Советский Союз 1920–30-х восстанавливал практически с нуля разрушенное гражданской войной производство, имея при этом большие проблемы с организацией собственной экономики, не имеющей аналогов в мире. СССР был вынужден выживать во враждебном окружении, при этом ещё и сражаясь со вполне реальной внутренней контрреволюцией. В этих условиях на первый план зачастую выходили вынужденные меры, в числе которых оказались и форсированная коллективизация, и урезание советской демократии, и компромиссы с буржуазными государствами ради тактических союзов, и фактический запрет на критику генеральной линии партии, и чистки среди тех, кто мог хотя бы в теории угрожать проведению партийного курса и в конечном счёте выживанию СССР как социалистической страны — вопрос был лишь в том, как именно всё это выглядело бы. Ранний Союз был «русским полем экспериментов», и предсказать многие последствия в те годы было просто невозможно.
Среди шагов сталинской верхушки, приведших в дальнейшем к проблемам, можно особо выделить физическое уничтожение множества коммунистов, выражавших несогласие с линией партии по тем или иным вопросам, и в их числе — значительной части «старых большевиков»; параллельно шёл массовый приём в партию малограмотных и неграмотных в отношении марксизма кадров, особенно в годы войны. Острейший дефицит подготовленных марксистов как во власти, так и в академической среде стал одной из причин, из-за которых и в условиях системы 50–60-х, которой уже не нужно было бороться за выживание, накопившиеся проблемы социализма продолжили решать всё тем же методом «разберёмся как-нибудь с сиюминутными вопросами, а там будет видно» вместо поиска фундаментальных проблем и их устранения. Продолжалось и размывание рядов партии за счёт «доброжелателей», ничего не смысливших в марксизме, а её руководящих органов — за счёт «крепких хозяйственников», способных хорошо и честно управлять здесь и сейчас, но не создавать научно выверенные планы развития страны. Деградировала и сама советская идеология: классовый подход всё чаще заменялся своей собственной вульгарной версией для масс — «советским патриотизмом», заложенным в пропаганду ещё Сталиным перед войной и особенно в годы войны, а преподавание марксизма в школах и вузах всё больше превращалось в начитывание священных текстов, в которые не верили и сами преподаватели. Разумеется, такая система не могла породить новое поколение идейных коммунистов.
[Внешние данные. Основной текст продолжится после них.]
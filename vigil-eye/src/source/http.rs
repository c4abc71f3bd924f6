//! HTTP / MJPEG ingestion
//!
//! A producer thread reads the response body in 1 KiB chunks, splits out
//! JPEG images and decodes them into the latest-frame slot.

use super::mjpeg::MjpegSplitter;
use super::slot::{LatestFrameSlot, ProducerStatus, SlotRead};
use super::{FrameRead, HealthCounters};
use crate::config::SourceConfig;
use crate::error::{AcquireError, VisionError};
use crate::frame::Frame;
use std::io::{self, ErrorKind, Read};
use std::sync::atomic::{AtomicBool, AtomicU32, Ordering};
use std::sync::Arc;
use std::thread::JoinHandle;
use std::time::{Duration, Instant};
use tracing::{debug, info, warn};

const CHUNK_SIZE: usize = 1024;
/// Extra wait on release beyond one read timeout
const JOIN_GRACE: Duration = Duration::from_secs(1);

/// Opens the HTTP body of a stream.
///
/// Reads on the returned body must give up after a bounded time with
/// `ErrorKind::TimedOut` (or `WouldBlock`), so the producer can notice a
/// release while the server is silent.
#[cfg_attr(test, mockall::automock)]
pub trait HttpConnector: Send + Sync {
    fn connect(&self, address: &str) -> Result<Box<dyn Read + Send>, VisionError>;
}

/// Blocking reqwest client for MJPEG endpoints
pub struct ReqwestConnector {
    client: reqwest::blocking::Client,
}

impl ReqwestConnector {
    /// `read_timeout` bounds the response headers and every body read
    pub fn new(connect_timeout: Duration, read_timeout: Duration) -> Result<Self, VisionError> {
        let client = reqwest::blocking::Client::builder()
            .connect_timeout(connect_timeout)
            .timeout(read_timeout)
            .build()?;
        Ok(Self { client })
    }
}

impl HttpConnector for ReqwestConnector {
    fn connect(&self, address: &str) -> Result<Box<dyn Read + Send>, VisionError> {
        let response = self.client.get(address).send()?;
        let status = response.status();
        if !status.is_success() {
            return Err(VisionError::Camera(format!("HTTP {} from {}", status, address)));
        }
        Ok(Box::new(ResponseBody(response)))
    }
}

/// Response body that reports reqwest read timeouts as `ErrorKind::TimedOut`
struct ResponseBody(reqwest::blocking::Response);

impl Read for ResponseBody {
    fn read(&mut self, buf: &mut [u8]) -> io::Result<usize> {
        self.0.read(buf).map_err(|e| {
            let timed_out = e
                .get_ref()
                .and_then(|inner| inner.downcast_ref::<reqwest::Error>())
                .is_some_and(reqwest::Error::is_timeout);
            if timed_out {
                io::Error::new(ErrorKind::TimedOut, e)
            } else {
                e
            }
        })
    }
}

/// Live HTTP stream backed by a producer thread
pub struct HttpStream {
    address: String,
    slot: Arc<LatestFrameSlot>,
    running: Arc<AtomicBool>,
    decode_failures: Arc<AtomicU32>,
    stale_wait: Duration,
    join_wait: Duration,
    producer: Option<JoinHandle<()>>,
}

impl HttpStream {
    /// Start decoding `body` on a background thread
    pub fn spawn(
        address: impl Into<String>,
        body: Box<dyn Read + Send>,
        config: &SourceConfig,
    ) -> Result<Self, VisionError> {
        let address = address.into();
        let slot = Arc::new(LatestFrameSlot::new());
        let running = Arc::new(AtomicBool::new(true));
        let decode_failures = Arc::new(AtomicU32::new(0));

        let producer = Producer {
            address: address.clone(),
            body,
            slot: slot.clone(),
            running: running.clone(),
            decode_failures: decode_failures.clone(),
            max_failures: config.max_consecutive_decode_failures,
        };
        let handle = std::thread::Builder::new()
            .name("vigil-http-producer".to_string())
            .spawn(move || producer.run())?;

        Ok(Self {
            address,
            slot,
            running,
            decode_failures,
            stale_wait: config.http_first_frame_wait,
            join_wait: config.http_read_timeout + JOIN_GRACE,
            producer: Some(handle),
        })
    }

    /// Block until the first frame is buffered, logging progress
    pub fn wait_for_first_frame(&self, wait: Duration, progress_every: Duration) -> Result<(), AcquireError> {
        let started = Instant::now();
        let mut next_progress = started + progress_every;

        loop {
            if self.slot.has_frame() {
                info!("Connected to {} in {:.1}s", self.address, started.elapsed().as_secs_f32());
                return Ok(());
            }
            match self.slot.status() {
                ProducerStatus::Running => {}
                ProducerStatus::Ended => {
                    return Err(AcquireError::unavailable(&self.address, "stream closed before the first frame"));
                }
                ProducerStatus::Stalled { failures } => {
                    return Err(AcquireError::unavailable(
                        &self.address,
                        format!("{} undecodable images before the first frame", failures),
                    ));
                }
            }

            let now = Instant::now();
            if now >= started + wait {
                return Err(AcquireError::unavailable(
                    &self.address,
                    format!("timeout waiting for frames after {:.1}s", wait.as_secs_f32()),
                ));
            }
            if now >= next_progress {
                info!(
                    "Still connecting to {} ({:.0}/{:.0}s)",
                    self.address,
                    (now - started).as_secs_f32(),
                    wait.as_secs_f32()
                );
                next_progress += progress_every;
            }
            std::thread::sleep(Duration::from_millis(20));
        }
    }

    pub fn address(&self) -> &str {
        &self.address
    }

    /// Take the newest frame
    pub fn read(&mut self) -> Result<FrameRead, AcquireError> {
        match self.slot.take(self.stale_wait) {
            SlotRead::Frame(frame) => Ok(FrameRead::plain(frame)),
            SlotRead::Finished(ProducerStatus::Stalled { failures }) => Err(AcquireError::DecodeStalled {
                address: self.address.clone(),
                failures,
            }),
            SlotRead::Finished(_) => Err(AcquireError::StreamEnded {
                address: self.address.clone(),
            }),
            SlotRead::TimedOut => {
                warn!(
                    "No frames from {} for {:.1}s, treating the stream as ended",
                    self.address,
                    self.stale_wait.as_secs_f32()
                );
                Err(AcquireError::StreamEnded {
                    address: self.address.clone(),
                })
            }
        }
    }

    pub fn health(&self) -> HealthCounters {
        let (frames_delivered, frames_dropped) = self.slot.counters();
        HealthCounters {
            frames_delivered,
            frames_dropped,
            consecutive_decode_failures: self.decode_failures.load(Ordering::Relaxed),
            consecutive_dark_frames: 0,
            fps: self.slot.fps(),
        }
    }

    /// Stop the producer and join it. The producer notices the stop flag
    /// within one body read timeout and drops the connection on exit.
    pub fn release(&mut self) {
        self.running.store(false, Ordering::Relaxed);
        let Some(handle) = self.producer.take() else {
            return;
        };

        let deadline = Instant::now() + self.join_wait;
        while !handle.is_finished() && Instant::now() < deadline {
            std::thread::sleep(Duration::from_millis(10));
        }
        if handle.is_finished() {
            let _ = handle.join();
            debug!("HTTP producer for {} joined", self.address);
        } else {
            warn!("HTTP producer for {} did not stop within {:?}", self.address, self.join_wait);
        }
    }
}

impl Drop for HttpStream {
    fn drop(&mut self) {
        self.release();
    }
}

struct Producer {
    address: String,
    body: Box<dyn Read + Send>,
    slot: Arc<LatestFrameSlot>,
    running: Arc<AtomicBool>,
    decode_failures: Arc<AtomicU32>,
    max_failures: u32,
}

impl Producer {
    /// Consumes the producer, so the body (the connection) is closed on return
    fn run(mut self) {
        let status = self.pump();
        match status {
            ProducerStatus::Ended => info!("HTTP stream {} closed by server", self.address),
            ProducerStatus::Stalled { failures } => {
                warn!("HTTP stream {}: {} consecutive decode errors", self.address, failures)
            }
            ProducerStatus::Running => {}
        }
        self.slot.finish(if status == ProducerStatus::Running {
            ProducerStatus::Ended
        } else {
            status
        });
        debug!("HTTP producer for {} stopped", self.address);
    }

    fn pump(&mut self) -> ProducerStatus {
        let mut splitter = MjpegSplitter::new();
        let mut chunk = [0u8; CHUNK_SIZE];
        let mut failures = 0u32;
        let mut frames_this_second = 0u32;
        let mut second_started = Instant::now();

        while self.running.load(Ordering::Relaxed) {
            let n = match self.body.read(&mut chunk) {
                Ok(0) => return ProducerStatus::Ended,
                Ok(n) => n,
                Err(e) if e.kind() == ErrorKind::Interrupted => continue,
                // Silent server: poll the stop flag and keep waiting
                Err(e) if matches!(e.kind(), ErrorKind::TimedOut | ErrorKind::WouldBlock) => continue,
                Err(e) => {
                    warn!("HTTP stream {} read error: {}", self.address, e);
                    return ProducerStatus::Ended;
                }
            };

            splitter.push(&chunk[..n]);
            failures += splitter.take_overflows();

            while let Some(jpeg) = splitter.next_image() {
                match Frame::from_jpeg(&jpeg) {
                    Ok(frame) => {
                        failures = 0;
                        self.slot.put(frame);
                        frames_this_second += 1;
                    }
                    Err(e) => {
                        failures += 1;
                        debug!("HTTP stream {} decode error: {}", self.address, e);
                    }
                }
                self.decode_failures.store(failures, Ordering::Relaxed);
                if failures > self.max_failures {
                    return ProducerStatus::Stalled { failures };
                }
            }
            self.decode_failures.store(failures, Ordering::Relaxed);

            if second_started.elapsed() >= Duration::from_secs(1) {
                self.slot.set_fps(frames_this_second);
                frames_this_second = 0;
                second_started = Instant::now();
            }
        }

        ProducerStatus::Running
    }
}

#[cfg(test)]
mod tests {
    use super::*;
    use std::io::Cursor;
    use std::sync::atomic::AtomicUsize;

    /// Connected server that never sends; every read times out
    struct SilentBody {
        read_timeout: Duration,
        reads: Arc<AtomicUsize>,
        closed: Arc<AtomicBool>,
    }

    impl Read for SilentBody {
        fn read(&mut self, _buf: &mut [u8]) -> io::Result<usize> {
            self.reads.fetch_add(1, Ordering::SeqCst);
            std::thread::sleep(self.read_timeout);
            Err(io::Error::new(ErrorKind::TimedOut, "read timed out"))
        }
    }

    impl Drop for SilentBody {
        fn drop(&mut self) {
            self.closed.store(true, Ordering::SeqCst);
        }
    }

    fn jpeg_part(value: u8) -> Vec<u8> {
        let jpeg = Frame::solid(8, 8, [value, value, value]).unwrap().to_jpeg().unwrap();
        let mut out = format!("--boundary\r\nContent-Type: image/jpeg\r\nContent-Length: {}\r\n\r\n", jpeg.len())
            .into_bytes();
        out.extend(jpeg);
        out.extend_from_slice(b"\r\n");
        out
    }

    fn config() -> SourceConfig {
        SourceConfig {
            http_first_frame_wait: Duration::from_secs(2),
            max_consecutive_decode_failures: 5,
            ..SourceConfig::default()
        }
    }

    #[test]
    fn test_stream_delivers_frames_then_ends() {
        let mut body = Vec::new();
        for v in [10u8, 120, 240] {
            body.extend(jpeg_part(v));
        }
        let mut stream = HttpStream::spawn("http://10.0.0.5:8080/video", Box::new(Cursor::new(body)), &config()).unwrap();

        let first = stream.read().unwrap();
        assert_eq!(first.frame.width(), 8);
        assert!(first.degraded.is_none());

        let mut ended = false;
        for _ in 0..5 {
            match stream.read() {
                Ok(_) => continue,
                Err(AcquireError::StreamEnded { address }) => {
                    assert_eq!(address, "http://10.0.0.5:8080/video");
                    ended = true;
                    break;
                }
                Err(other) => panic!("unexpected {:?}", other),
            }
        }
        assert!(ended);
        stream.release();
    }

    #[test]
    fn test_single_bad_image_is_tolerated() {
        let mut body = vec![0xFF, 0xD8, 1, 2, 3, 0xFF, 0xD9];
        body.extend(jpeg_part(50));
        let mut stream = HttpStream::spawn("http://cam/video", Box::new(Cursor::new(body)), &config()).unwrap();

        assert!(stream.read().is_ok());
        assert!(matches!(stream.read(), Err(AcquireError::StreamEnded { .. })));
    }

    #[test]
    fn test_run_of_bad_images_stalls() {
        let mut body = Vec::new();
        for _ in 0..10 {
            body.extend_from_slice(&[0xFF, 0xD8, 0, 0, 0xFF, 0xD9]);
        }
        body.extend(jpeg_part(50));
        let mut stream = HttpStream::spawn("http://cam/video", Box::new(Cursor::new(body)), &config()).unwrap();

        match stream.read() {
            Err(AcquireError::DecodeStalled { failures, .. }) => assert_eq!(failures, 6),
            other => panic!("expected DecodeStalled, got {:?}", other.map(|r| r.frame.width())),
        }
    }

    #[test]
    fn test_wait_for_first_frame_on_empty_body() {
        let stream = HttpStream::spawn("http://cam/video", Box::new(Cursor::new(Vec::new())), &config()).unwrap();
        let err = stream
            .wait_for_first_frame(Duration::from_secs(1), Duration::from_millis(100))
            .unwrap_err();
        assert!(matches!(err, AcquireError::SourceUnavailable { .. }));
    }

    #[test]
    fn test_release_closes_silent_connection() {
        let config = SourceConfig {
            http_read_timeout: Duration::from_millis(100),
            http_first_frame_wait: Duration::from_millis(300),
            ..config()
        };
        let reads = Arc::new(AtomicUsize::new(0));
        let closed = Arc::new(AtomicBool::new(false));
        let body = SilentBody {
            read_timeout: config.http_read_timeout,
            reads: reads.clone(),
            closed: closed.clone(),
        };
        let mut stream = HttpStream::spawn("http://cam/video", Box::new(body), &config).unwrap();

        while reads.load(Ordering::SeqCst) == 0 {
            std::thread::sleep(Duration::from_millis(5));
        }
        assert!(matches!(stream.read(), Err(AcquireError::StreamEnded { .. })));
        assert!(!closed.load(Ordering::SeqCst));

        let started = Instant::now();
        stream.release();
        assert!(started.elapsed() < Duration::from_secs(1));
        assert!(closed.load(Ordering::SeqCst));
    }
}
Тем не менее, мы считаем, опираясь на ленинское определение социализма как госмонополии, обращённой на пользу всего народа, что СССР с середины тридцатых и до перестройки был социалистическим государством. Господствующим классом в Союзе объективно был пролетариат, экономическое развитие подчинялось научному плану. Да, система прямой демократии бо́льшую часть истории СССР была фикцией, но дело вовсе не в ней: партийная власть всё же объективно работала в интересах рабочего класса и пополнялась из его рядов. Бюрократия не была буржуазией, так как не имела средств производства в своей собственности; не была она и отдельным правящим классом, так как доступ к власти — не критерий класса.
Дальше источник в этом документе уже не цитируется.